> **WHAT TO DO**
Each line below must be set down exactly as it stands.

> **LISTED RECORDS**

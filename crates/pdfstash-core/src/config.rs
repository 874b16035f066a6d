//! TOML configuration loading and runtime settings.

use std::env;
use std::path::PathBuf;

use serde::{Deserialize, Serialize};

/// On-disk TOML configuration structure.
/// All fields are optional so partial configs work (merge with defaults).
#[derive(Debug, Clone, Default, Serialize, Deserialize)]
pub struct ConfigFile {
    pub server: Option<ServerConfig>,
    pub database: Option<DatabaseConfig>,
    pub uploads: Option<UploadsConfig>,
}

#[derive(Debug, Clone, Default, Serialize, Deserialize)]
pub struct ServerConfig {
    pub port: Option<u16>,
    /// Request body limit handed to the framework, in megabytes.
    pub max_upload_mb: Option<usize>,
}

#[derive(Debug, Clone, Default, Serialize, Deserialize)]
pub struct DatabaseConfig {
    pub path: Option<String>,
}

#[derive(Debug, Clone, Default, Serialize, Deserialize)]
pub struct UploadsConfig {
    /// Directory raw uploads are copied into. Unset disables the copy.
    pub save_dir: Option<String>,
}

/// Platform config directory path: `<config_dir>/pdfstash/config.toml`.
pub fn config_path() -> Option<PathBuf> {
    dirs::config_dir().map(|d| d.join("pdfstash").join("config.toml"))
}

/// Load config by cascading CWD `.pdfstash.toml` over platform config.
/// CWD values override platform values.
pub fn load_config() -> ConfigFile {
    let platform = config_path().and_then(|p| load_from_path(&p));
    let cwd = load_from_path(&PathBuf::from(".pdfstash.toml"));

    match (platform, cwd) {
        (None, None) => ConfigFile::default(),
        (Some(p), None) => p,
        (None, Some(c)) => c,
        (Some(p), Some(c)) => merge(p, c),
    }
}

/// Load a config from a specific path. Returns `None` if the file doesn't
/// exist or can't be parsed.
pub fn load_from_path(path: &PathBuf) -> Option<ConfigFile> {
    let content = std::fs::read_to_string(path).ok()?;
    toml::from_str(&content).ok()
}

/// Merge two configs: `overlay` values take precedence over `base`.
pub fn merge(base: ConfigFile, overlay: ConfigFile) -> ConfigFile {
    ConfigFile {
        server: Some(ServerConfig {
            port: overlay
                .server
                .as_ref()
                .and_then(|s| s.port)
                .or_else(|| base.server.as_ref().and_then(|s| s.port)),
            max_upload_mb: overlay
                .server
                .as_ref()
                .and_then(|s| s.max_upload_mb)
                .or_else(|| base.server.as_ref().and_then(|s| s.max_upload_mb)),
        }),
        database: Some(DatabaseConfig {
            path: overlay
                .database
                .as_ref()
                .and_then(|d| d.path.clone())
                .or_else(|| base.database.as_ref().and_then(|d| d.path.clone())),
        }),
        uploads: Some(UploadsConfig {
            save_dir: overlay
                .uploads
                .as_ref()
                .and_then(|u| u.save_dir.clone())
                .or_else(|| base.uploads.as_ref().and_then(|u| u.save_dir.clone())),
        }),
    }
}

/// Resolved runtime settings: defaults, overlaid by the config file,
/// overlaid by `PDFSTASH_*` environment variables. Built once in `main`
/// and passed into the application state.
#[derive(Debug, Clone)]
pub struct Settings {
    pub port: u16,
    pub max_upload_mb: usize,
    pub db_path: PathBuf,
    /// When set, raw uploads are also written into this directory.
    pub upload_dir: Option<PathBuf>,
}

impl Default for Settings {
    fn default() -> Self {
        Self {
            port: 5000,
            max_upload_mb: 500,
            db_path: PathBuf::from("pdfstash.db"),
            upload_dir: None,
        }
    }
}

impl Settings {
    /// Resolve settings from a loaded config file plus the environment.
    /// Recognized variables: `PDFSTASH_PORT`, `PDFSTASH_MAX_UPLOAD_MB`,
    /// `PDFSTASH_DB`, `PDFSTASH_UPLOAD_DIR`.
    pub fn resolve(file: &ConfigFile) -> Self {
        let defaults = Settings::default();

        let port = env::var("PDFSTASH_PORT")
            .ok()
            .and_then(|v| v.parse().ok())
            .or_else(|| file.server.as_ref().and_then(|s| s.port))
            .unwrap_or(defaults.port);

        let max_upload_mb = env::var("PDFSTASH_MAX_UPLOAD_MB")
            .ok()
            .and_then(|v| v.parse().ok())
            .or_else(|| file.server.as_ref().and_then(|s| s.max_upload_mb))
            .unwrap_or(defaults.max_upload_mb);

        let db_path = env::var("PDFSTASH_DB")
            .ok()
            .or_else(|| file.database.as_ref().and_then(|d| d.path.clone()))
            .map(PathBuf::from)
            .unwrap_or(defaults.db_path);

        let upload_dir = env::var("PDFSTASH_UPLOAD_DIR")
            .ok()
            .or_else(|| file.uploads.as_ref().and_then(|u| u.save_dir.clone()))
            .map(PathBuf::from);

        Settings {
            port,
            max_upload_mb,
            db_path,
            upload_dir,
        }
    }
}
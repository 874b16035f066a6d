use axum::response::Html;

const INDEX_HTML: &str = include_str!("../../../templates/index.html");
const RESULT_HTML: &str = include_str!("../../../templates/result.html");

/// Render the upload form page.
pub fn render_index() -> Html<String> {
    Html(INDEX_HTML.to_string())
}

/// Render the result page with the extracted text (or an error message)
/// substituted into the `{{ texto }}` slot.
pub fn render_result(texto: &str) -> Html<String> {
    Html(RESULT_HTML.replace("{{ texto }}", &escape_html(texto)))
}

/// Minimal HTML escaping for the interpolated slot. The slot carries
/// client-derived text, unlike the template's static remainder.
fn escape_html(input: &str) -> String {
    let mut out = String::with_capacity(input.len());
    for c in input.chars() {
        match c {
            '&' => out.push_str("&amp;"),
            '<' => out.push_str("&lt;"),
            '>' => out.push_str("&gt;"),
            '"' => out.push_str("&quot;"),
            '\'' => out.push_str("&#39;"),
            _ => out.push(c),
        }
    }
    out
}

> **PROBLEM SOLUTION**
filename crates/pdfstash-core/src/config.rs
repository 874b16035f066a6d
//! TOML configuration loading and runtime settings.

use std::env;
use std::path::PathBuf;

use serde::{Deserialize, Serialize};

/// On-disk TOML configuration structure.
/// All fields are optional so partial configs work (merge with defaults).
#[derive(Debug, Clone, Default, Serialize, Deserialize)]
pub struct ConfigFile {
    pub server: Option<ServerConfig>,
    pub database: Option<DatabaseConfig>,
    pub uploads: Option<UploadsConfig>,
}

#[derive(Debug, Clone, Default, Serialize, Deserialize)]
pub struct ServerConfig {
    pub port: Option<u16>,
    /// Request body limit handed to the framework, in megabytes.
    pub max_upload_mb: Option<usize>,
}

#[derive(Debug, Clone, Default, Serialize, Deserialize)]
pub struct DatabaseConfig {
    pub path: Option<String>,
}

#[derive(Debug, Clone, Default, Serialize, Deserialize)]
pub struct UploadsConfig {
    /// Directory raw uploads are copied into. Unset disables the copy.
    pub save_dir: Option<String>,
}

/// Platform config directory path: `<config_dir>/pdfstash/config.toml`.
pub fn config_path() -> Option<PathBuf> {
    dirs::config_dir().map(|d| d.join("pdfstash").join("config.toml"))
}

/// Load config by cascading CWD `.pdfstash.toml` over platform config.
/// CWD values override platform values.
pub fn load_config() -> ConfigFile {
    let platform = config_path().and_then(|p| load_from_path(&p));
    let cwd = load_from_path(&PathBuf::from(".pdfstash.toml"));

    match (platform, cwd) {
        (None, None) => ConfigFile::default(),
        (Some(p), None) => p,
        (None, Some(c)) => c,
        (Some(p), Some(c)) => merge(p, c),
    }
}

/// Load a config from a specific path. Returns `None` if the file doesn't
/// exist or can't be parsed.
pub fn load_from_path(path: &PathBuf) -> Option<ConfigFile> {
    let content = std::fs::read_to_string(path).ok()?;
    toml::from_str(&content).ok()
}

/// Merge two configs: `overlay` values take precedence over `base`.
pub fn merge(base: ConfigFile, overlay: ConfigFile) -> ConfigFile {
    ConfigFile {
        server: Some(ServerConfig {
            port: overlay
                .server
                .as_ref()
                .and_then(|s| s.port)
                .or_else(|| base.server.as_ref().and_then(|s| s.port)),
            max_upload_mb: overlay
                .server
                .as_ref()
                .and_then(|s| s.max_upload_mb)
                .or_else(|| base.server.as_ref().and_then(|s| s.max_upload_mb)),
        }),
        database: Some(DatabaseConfig {
            path: overlay
                .database
                .as_ref()
                .and_then(|d| d.path.clone())
                .or_else(|| base.database.as_ref().and_then(|d| d.path.clone())),
        }),
        uploads: Some(UploadsConfig {
            save_dir: overlay
                .uploads
                .as_ref()
                .and_then(|u| u.save_dir.clone())
                .or_else(|| base.uploads.as_ref().and_then(|u| u.save_dir.clone())),
        }),
    }
}

/// Resolved runtime settings: defaults, overlaid by the config file,
/// overlaid by `PDFSTASH_*` environment variables. Built once in `main`
/// and passed into the application state.
#[derive(Debug, Clone)]
pub struct Settings {
    pub port: u16,
    pub max_upload_mb: usize,
    pub db_path: PathBuf,
    /// When set, raw uploads are also written into this directory.
    pub upload_dir: Option<PathBuf>,
}

impl Default for Settings {
    fn default() -> Self {
        Self {
            port: 5000,
            max_upload_mb: 500,
            db_path: PathBuf::from("pdfstash.db"),
            upload_dir: None,
        }
    }
}

impl Settings {
    /// Resolve settings from a loaded config file plus the environment.
    /// Recognized variables: `PDFSTASH_PORT`, `PDFSTASH_MAX_UPLOAD_MB`,
    /// `PDFSTASH_DB`, `PDFSTASH_UPLOAD_DIR`.
    pub fn resolve(file: &ConfigFile) -> Self {
        let defaults = Settings::default();

        let port = env::var("PDFSTASH_PORT")
            .ok()
            .and_then(|v| v.parse().ok())
            .or_else(|| file.server.as_ref().and_then(|s| s.port))
            .unwrap_or(defaults.port);

        let max_upload_mb = env::var("PDFSTASH_MAX_UPLOAD_MB")
            .ok()
            .and_then(|v| v.parse().ok())
            .or_else(|| file.server.as_ref().and_then(|s| s.max_upload_mb))
            .unwrap_or(defaults.max_upload_mb);

        let db_path = env::var("PDFSTASH_DB")
            .ok()
            .or_else(|| file.database.as_ref().and_then(|d| d.path.clone()))
            .map(PathBuf::from)
            .unwrap_or(defaults.db_path);

        let upload_dir = env::var("PDFSTASH_UPLOAD_DIR")
            .ok()
            .or_else(|| file.uploads.as_ref().and_then(|u| u.save_dir.clone()))
            .map(PathBuf::from);

        Settings {
            port,
            max_upload_mb,
            db_path,
            upload_dir,
        }
    }
}
repository 874b16035f066a6d
use axum::response::Html;

const INDEX_HTML: &str = include_str!("../../../templates/index.html");
const RESULT_HTML: &str = include_str!("../../../templates/result.html");

/// Render the upload form page.
pub fn render_index() -> Html<String> {
    Html(INDEX_HTML.to_string())
}

/// Render the result page with the extracted text (or an error message)
/// substituted into the `{{ texto }}` slot.
pub fn render_result(texto: &str) -> Html<String> {
    Html(RESULT_HTML.replace("{{ texto }}", &escape_html(texto)))
}

/// Minimal HTML escaping for the interpolated slot. The slot carries
/// client-derived text, unlike the template's static remainder.
fn escape_html(input: &str) -> String {
    let mut out = String::with_capacity(input.len());
    for c in input.chars() {
        match c {
            '&' => out.push_str("&amp;"),
            '<' => out.push_str("&lt;"),
            '>' => out.push_str("&gt;"),
            '"' => out.push_str("&quot;"),
            '\'' => out.push_str("&#39;"),
            _ => out.push(c),
        }
    }
    out
}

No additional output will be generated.